2. Branson

This is the documentation for the ATS-5 Benchmark Branson - 3D hohlraum single node.

2.1. Purpose

Branson is not an acronym.

Branson is a proxy application for parallel Monte Carlo transport. It contains a particle passing method for domain decomposition.

2.2. Source code optimizations

Please (see Run Rules Synopsis) for general guidance on allowed modifications. For Branson, aggressive source code modifications are allowed provided that the correctness of the benchmark as detailed below are maintained.

2.3. Characteristics

2.3.1. Problem

The benchmark performance problem is a single node 3D hohlraum problem that is meant to be run with a 30 group build of Branson. It is in replicated mode which means there is very little MPI communication (end of cycle reductions).

2.3.2. Figure of Merit

The Figure of Merit is defined as particles/second and is obtained by dividing the number of particles in the problem divided by the Total transport value. This value is labeled “Photons Per Second (FOM):” in Branson’s output.

2.3.3. Problem Sizes

For strong scaling on a CPU, Branson must be run with three different problem sizes such that the memory footprint of all Branson processes at the smallest process count per node is approximately: 4 to 5%, 8 to 10%, and 20 to 22%; during step 2 of the simulation.

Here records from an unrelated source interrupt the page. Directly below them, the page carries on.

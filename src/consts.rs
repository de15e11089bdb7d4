//! Shared constants for the page binder: default selectors and CSS values.

// ── Link items ──────────────────────────────────────────────────

/// Container of one link row.
pub const LINK_ITEM_SELECTOR: &str = ".link-item";

/// Primary link inside a link row; right-click target.
pub const MAIN_LINK_SELECTOR: &str = ".main-link";

/// Secondary-links panel inside a link row.
pub const EDIT_LINKS_SELECTOR: &str = ".edit-links";

// ── Tasks ───────────────────────────────────────────────────────

/// Container of one task row (row pairing).
pub const TASK_ROW_SELECTOR: &str = ".task-item";

/// Checkbox inside a task row, or document-wide in position pairing.
pub const TASK_CHECKBOX_SELECTOR: &str = "input[type=checkbox]";

/// Label inside a task row, or document-wide in position pairing.
pub const TASK_LABEL_SELECTOR: &str = ".task-label";

/// Inline `color` applied to a completed task label.
pub const COMPLETED_COLOR: &str = "gray";

/// Inline `text-decoration` applied to a completed task label.
pub const COMPLETED_DECORATION: &str = "line-through";

// ── Popup ───────────────────────────────────────────────────────

/// Element id of the login popup form.
pub const POPUP_ID: &str = "myForm";

// ── DOM ─────────────────────────────────────────────────────────

/// `display` value of a visible panel or popup.
pub const DISPLAY_VISIBLE: &str = "block";

/// `display` value of a hidden panel or popup.
pub const DISPLAY_HIDDEN: &str = "none";

/// `<body>` attribute carrying a JSON `PageConfig` override.
pub const CONFIG_ATTRIBUTE: &str = "data-page-config";
//! Page configuration: which selectors identify the bound elements and how
//! task checkboxes are paired with their labels.
//!
//! Every field has a default matching the shipped templates, so an empty JSON
//! object (or no config at all) binds the stock page.

#[cfg(test)]
#[path = "config_test.rs"]
mod config_test;

use serde::Deserialize;

use crate::consts::{
    COMPLETED_COLOR, COMPLETED_DECORATION, EDIT_LINKS_SELECTOR, LINK_ITEM_SELECTOR, MAIN_LINK_SELECTOR, POPUP_ID,
    TASK_CHECKBOX_SELECTOR, TASK_LABEL_SELECTOR, TASK_ROW_SELECTOR,
};
use crate::error::PageError;

/// How checkboxes find the label they style.
#[derive(Debug, Clone, Copy, PartialEq, Eq, Default, Deserialize)]
#[serde(rename_all = "lowercase")]
pub enum TaskPairing {
    /// Each task row container holds its own checkbox and label.
    #[default]
    Row,
    /// The Nth checkbox on the page styles the Nth label.
    Position,
}

#[derive(Debug, Clone, PartialEq, Eq, Deserialize)]
#[serde(default, rename_all = "camelCase")]
pub struct PageConfig {
    pub link_item: String,
    pub main_link: String,
    pub edit_links: String,
    pub task_pairing: TaskPairing,
    pub task_row: String,
    pub task_checkbox: String,
    pub task_label: String,
    pub completed_color: String,
    pub completed_decoration: String,
    /// Popup element id, without `#`.
    pub popup_id: String,
}

impl Default for PageConfig {
    fn default() -> Self {
        Self {
            link_item: LINK_ITEM_SELECTOR.into(),
            main_link: MAIN_LINK_SELECTOR.into(),
            edit_links: EDIT_LINKS_SELECTOR.into(),
            task_pairing: TaskPairing::default(),
            task_row: TASK_ROW_SELECTOR.into(),
            task_checkbox: TASK_CHECKBOX_SELECTOR.into(),
            task_label: TASK_LABEL_SELECTOR.into(),
            completed_color: COMPLETED_COLOR.into(),
            completed_decoration: COMPLETED_DECORATION.into(),
            popup_id: POPUP_ID.into(),
        }
    }
}

impl PageConfig {
    /// Parse and validate a JSON config. Missing fields take their defaults.
    ///
    /// # Errors
    ///
    /// `Config` for malformed JSON, `InvalidConfig` for an empty selector.
    pub fn from_json(raw: &str) -> Result<Self, PageError> {
        let config: Self = serde_json::from_str(raw)?;
        config.validate()?;
        Ok(config)
    }

    /// Reject empty selectors, which would make `querySelector` throw.
    ///
    /// # Errors
    ///
    /// `InvalidConfig` naming the first empty field.
    pub fn validate(&self) -> Result<(), PageError> {
        let mut required = vec![
            ("linkItem", &self.link_item),
            ("mainLink", &self.main_link),
            ("editLinks", &self.edit_links),
            ("taskCheckbox", &self.task_checkbox),
            ("taskLabel", &self.task_label),
            ("popupId", &self.popup_id),
        ];
        if self.task_pairing == TaskPairing::Row {
            required.push(("taskRow", &self.task_row));
        }
        match required.into_iter().find(|(_, value)| value.trim().is_empty()) {
            Some((name, _)) => Err(PageError::InvalidConfig(format!("{name} must not be empty"))),
            None => Ok(()),
        }
    }
}
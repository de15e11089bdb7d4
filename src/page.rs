//! Page model: the presentational state the binder keeps in sync with the DOM.
//!
//! Nothing here is persisted. Each link panel, task label and the popup
//! carries one boolean-like value that mirrors a single inline style on the
//! rendered element. `PageState` is the browser-free copy of those values; the
//! DOM layer seeds it at bind time and writes back only what changes.

#[cfg(test)]
#[path = "page_test.rs"]
mod page_test;

use crate::consts::{DISPLAY_HIDDEN, DISPLAY_VISIBLE};

/// Two-state visibility of a panel or the popup.
#[derive(Debug, Clone, Copy, PartialEq, Eq, Default)]
pub enum Visibility {
    Visible,
    #[default]
    Hidden,
}

impl Visibility {
    /// The CSS `display` value that renders this visibility.
    #[must_use]
    pub fn display(self) -> &'static str {
        match self {
            Self::Visible => DISPLAY_VISIBLE,
            Self::Hidden => DISPLAY_HIDDEN,
        }
    }

    /// Read visibility back from a computed `display` value.
    ///
    /// Any rendered display (`block`, `flex`, `inline-block`, ...) is visible;
    /// only `none`, or no value at all, is hidden.
    #[must_use]
    pub fn from_display(display: &str) -> Self {
        match display.trim() {
            "" | DISPLAY_HIDDEN => Self::Hidden,
            _ => Self::Visible,
        }
    }
}

/// One link row: a primary link plus its edit-links panel.
#[derive(Debug, Clone, Copy, Default, PartialEq, Eq)]
pub struct LinkItem {
    pub panel: Visibility,
}

/// One task row: a checkbox and the label it styles.
#[derive(Debug, Clone, Copy, Default, PartialEq, Eq)]
pub struct TaskItem {
    /// Whether the label currently shows the completed style.
    pub completed: bool,
}

/// The popup form, if the page has one.
#[derive(Debug, Clone, Copy, Default, PartialEq, Eq)]
pub struct Popup {
    pub visibility: Visibility,
}

/// All transient state of a bound page.
#[derive(Debug, Clone, Default, PartialEq, Eq)]
pub struct PageState {
    pub links: Vec<LinkItem>,
    pub tasks: Vec<TaskItem>,
    pub popup: Option<Popup>,
}

impl PageState {
    /// A page with `links` hidden panels, `tasks` pending tasks and an optional hidden popup.
    #[must_use]
    pub fn with_counts(links: usize, tasks: usize, has_popup: bool) -> Self {
        Self {
            links: vec![LinkItem::default(); links],
            tasks: vec![TaskItem::default(); tasks],
            popup: has_popup.then(Popup::default),
        }
    }
}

For throughput curves on a GPU the memory footprint of Branson must vary between ~5% and ~80% in increments of at most 5% of the computational device’s main memory.

The memory footprint can be controlled by editing “photons” in the input file.

Results of both CPU strong scaling and GPU throughput should be provided on a representative, current-generation hardware configuration used in benchmarking and projections. Results which are projected / modeled should be noted as such.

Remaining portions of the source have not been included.